Por lo que se refiere al ámbito político, las intervenciones directas en el mismo por parte de la Comisión Trilateral comenzaron a producirse al poco de su creación, al punto que ya en 1977, con motivo de las elecciones que llevaron a Jimmy Carter a la presidencia de los Estados Unidos, salió a la luz una de sus muestras más flagrantes. En efecto, una vez constituida la Administración Carter pudo comprobarse que, además del presidente, varios de los altos cargos del nuevo gobierno estaban vinculados a la Comisión. Figuraban entre ellos Walter Mondale, vicepresidente del gabinete, Cyrus Vance, titular de la secretaría de Estado, Harold Brown, secretario de Defensa, y Zbigniew Brzezinski, en la jefatura del Consejo Nacional de Seguridad.

El rotativo francés Le Monde Diplomatique se haría eco de esa situación, describiéndola en los siguientes términos: "La candidatura del Sr.Carter ha estado preparada desde lejos y sostenida hasta la victoria por un grupo de hombres que representan el más alto nivel del poder. Figuran entre ellos los presidentes del Chase Manhattan Bank, del Bank of America, de Coca Cola, Caterpillar, Bendix, Lehman Brothers, Hewlett-Packard, CBS, etc.

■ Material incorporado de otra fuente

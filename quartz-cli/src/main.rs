// Quartz
// Copyright (c) 2026 The Project Quartz Developers.
//
// This Source Code Form is subject to the terms of the Mozilla Public
// License, v. 2.0. If a copy of the MPL was not distributed with this
// file, You can obtain one at https://mozilla.org/MPL/2.0/.

#![warn(rust_2018_idioms)]
#![forbid(unsafe_code)]

use std::fs::File;
use std::io::{BufReader, BufWriter, Write};
use std::process;
use std::time::Instant;

use clap::{App, Arg, ArgMatches};
use log::error;

use quartz_codec_qv::{decode, encode, EncodeOptions};
use quartz_core::alphabet::Alphabet;
use quartz_core::distortion::DistortionMetric;
use quartz_core::errors::{invalid_config_error, Result};
use quartz_core::sample::QualitySample;

/// Quality scores cover the Phred range 0..=40.
const QUALITY_ALPHABET_SIZE: usize = 41;

fn main() {
    pretty_env_logger::init();

    let matches = App::new("Quartz")
        .version(env!("CARGO_PKG_VERSION"))
        .author("The Project Quartz Developers")
        .about("Lossy quality value compressor")
        .arg(
            Arg::new("store")
                .short('q')
                .help("Store quality values in a compressed archive (default)")
                .conflicts_with("extract"),
        )
        .arg(Arg::new("extract").short('x').help("Extract quality values from an archive"))
        .arg(
            Arg::new("fraction")
                .short('f')
                .value_name("RATIO")
                .takes_value(true)
                .help("Compress using RATIO bits per bit of input entropy per symbol"),
        )
        .arg(
            Arg::new("rate")
                .short('r')
                .value_name("RATE")
                .takes_value(true)
                .help("Compress using a fixed RATE bits per symbol (not yet implemented)"),
        )
        .arg(
            Arg::new("distortion")
                .short('d')
                .value_name("M|L|A")
                .takes_value(true)
                .help("Optimize for MSE, log(1+L1), or L1 distortion (default: MSE)"),
        )
        .arg(
            Arg::new("clusters")
                .short('c')
                .value_name("N")
                .takes_value(true)
                .help("Compress using N clusters (default: 1)"),
        )
        .arg(
            Arg::new("threshold")
                .short('T')
                .value_name("N")
                .takes_value(true)
                .help("Cluster center movement threshold declaring a stable solution (default: 4)"),
        )
        .arg(
            Arg::new("training")
                .short('t')
                .value_name("LINES")
                .takes_value(true)
                .help("Number of lines to use as the training set (0 for all, default: 1000000)"),
        )
        .arg(
            Arg::new("uncompressed")
                .short('u')
                .value_name("FILE")
                .takes_value(true)
                .help("Write the uncompressed lossy values to FILE"),
        )
        .arg(Arg::new("stats").short('s').help("Print summary stats"))
        .arg(Arg::new("verbose").short('v').help("Enable verbose output"))
        .arg(Arg::new("INPUT").help("The input file path").required(true).index(1))
        .arg(Arg::new("OUTPUT").help("The output file path").required(true).index(2))
        .get_matches();

    let result = if matches.is_present("extract") {
        run_decode(&matches)
    }
    else {
        run_encode(&matches)
    };

    if let Err(err) = result {
        error!("{}", err);
        process::exit(1);
    }
}

fn parse_options(matches: &ArgMatches) -> Result<EncodeOptions> {
    let mut opts = EncodeOptions::default();

    if let Some(value) = matches.value_of("fraction") {
        opts.comp = match value.parse() {
            Ok(comp) => comp,
            Err(_) => return invalid_config_error("compression fraction is not a number"),
        };
    }
    else if let Some(value) = matches.value_of("rate") {
        eprintln!("warning: fixed rate encoding not yet implemented, falling back to ratio");
        opts.comp = match value.parse() {
            Ok(comp) => comp,
            Err(_) => return invalid_config_error("compression rate is not a number"),
        };
    }

    if let Some(value) = matches.value_of("distortion") {
        opts.metric = match value {
            "M" => DistortionMetric::Mse,
            "L" => DistortionMetric::Lorentz,
            "A" => DistortionMetric::Manhattan,
            _ => return invalid_config_error("unknown distortion metric"),
        };
    }

    if let Some(value) = matches.value_of("clusters") {
        opts.clusters = match value.parse() {
            Ok(count) => count,
            Err(_) => return invalid_config_error("cluster count is not a number"),
        };
    }

    if let Some(value) = matches.value_of("threshold") {
        opts.cluster_threshold = match value.parse() {
            Ok(threshold) => threshold,
            Err(_) => return invalid_config_error("cluster threshold is not a number"),
        };
    }

    if let Some(value) = matches.value_of("training") {
        opts.training_lines = match value.parse() {
            Ok(lines) => lines,
            Err(_) => return invalid_config_error("training line count is not a number"),
        };
    }

    Ok(opts)
}

fn run_encode(matches: &ArgMatches) -> Result<()> {
    let opts = parse_options(matches)?;
    let input_path = matches.value_of("INPUT").unwrap();
    let output_path = matches.value_of("OUTPUT").unwrap();
    let verbose = matches.is_present("verbose");

    let total_start = Instant::now();

    let alphabet = Alphabet::contiguous(QUALITY_ALPHABET_SIZE);
    let sample = QualitySample::from_reader(BufReader::new(File::open(input_path)?), &alphabet, 0)?;

    let output = BufWriter::new(File::create(output_path)?);
    let mut lossy_file = match matches.value_of("uncompressed") {
        Some(path) => Some(BufWriter::new(File::create(path)?)),
        None => None,
    };

    let report = match lossy_file {
        Some(ref mut file) => encode(&sample, &opts, output, Some(file as &mut dyn Write))?,
        None => encode(&sample, &opts, output, None)?,
    };

    if let Some(mut file) = lossy_file {
        file.flush()?;
    }

    let total = total_start.elapsed().as_secs_f64();

    if verbose {
        println!("Clustering took {:.4} seconds", report.cluster_time.as_secs_f64());
        println!(
            "Stats and codebook generation took {:.4} seconds",
            report.codebook_time.as_secs_f64()
        );
        match opts.metric {
            DistortionMetric::Manhattan => {
                println!("L1 distortion: {}", report.measured_distortion)
            }
            DistortionMetric::Mse => println!("MSE distortion: {}", report.measured_distortion),
            DistortionMetric::Lorentz => {
                println!("log(1+L1) distortion: {}", report.measured_distortion)
            }
        }
        println!("Lines: {}", report.lines);
        println!("Columns: {}", report.columns);
        println!("Total bytes used: {}", report.bytes_written);
        println!("Encoding took {:.4} seconds.", report.coding_time.as_secs_f64());
        println!("Total time elapsed: {:.4} seconds.", total);
    }

    if matches.is_present("stats") {
        let symbols = report.lines as f64 * report.columns as f64;
        println!(
            "rate, {:.4}, distortion, {:.4}, time, {:.4}, size, {}",
            report.bytes_written as f64 * 8.0 / symbols,
            report.measured_distortion,
            total,
            report.bytes_written
        );
    }

    Ok(())
}

fn run_decode(matches: &ArgMatches) -> Result<()> {
    let input_path = matches.value_of("INPUT").unwrap();
    let output_path = matches.value_of("OUTPUT").unwrap();

    let start = Instant::now();
    let input = BufReader::new(File::open(input_path)?);
    let mut output = BufWriter::new(File::create(output_path)?);
    let report = decode(input, &mut output)?;
    output.flush()?;

    if matches.is_present("verbose") {
        println!("Decoded {} lines in {} seconds.", report.lines, start.elapsed().as_secs_f64());
    }

    Ok(())
}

Estos hombres, junto con varios tecnócratas, algunos sindicalistas y unos cuantos políticos constituyen la rama americana de la Comisión Trilateral".

Simultáneamente, un destacado dirigente trilateralista, George Franklin, se pronunciaba sobre el particular con estas palabras. "En el caso Carter creo que hemos jugado un papel considerable; él, por su parte, merece la confianza de la Comisión por su educación en política extranjera".

Entre las actividades internas de la Comisión Trilateral merece citarse la elaboración de informes redactados por equipos de expertos de la organización, y a través de los cuales se analizan los asuntos más relevantes del mundo actual, siempre enfocados desde la perspectiva de los intereses trilateralistas. Dado su número (hasta el momento más de 40), sería imposible ocuparse aquí, siquiera brevemente, de todos ellos. Pero hay uno sobre el que merece la pena detenerse. Se trata del informe nº 8, de 211 páginas de extensión, que lleva por título "La Crisis de la Democracia". Este trabajo, elaborado por los trilateralistas Michel Crozier, sociólogo, Samel Huntington, profesor de Harvard e ideólogo del plan de devastación de las aldeas vietnamitas, y Joji Watanuki, profesor de sociología en la Universidad Sophia de Tokyo, contiene análisis y recomendaciones tan sugestivas como éstas:

"En el curso de los últimos años el funcionamiento de la democracia parece haber provocado un desmoronamiento de los medios clásicos de control social, una desligitimación de la autoridad política y una sobrecarga de exigencias a los gobiernos.....De igual modo que existen unos límites potencialmente deseables de crecimiento económico, también hay unos límites deseables de extensión democrática. Y una extensión indefinida de la democracia no es deseable.....Un desafío importante ha sido lanzado por ciertos intelectuales y por grupos próximos a ellos, que afirman su disgusto por la corrupción, el materialismo y la ineficacia del sistema, al mismo tiempo que ponen de manifiesto la subordinación de los gobiernos democráticos al capitalismo monopolístico. Los contestatarios que manifiestan su desagrado ante la sumisión de los gobiernos democráticos al capitalismo monopolístico constituyen hoy un serio peligro. Se hace preciso reservar al gobierno el derecho y la posibilidad de retener toda información en su fuente".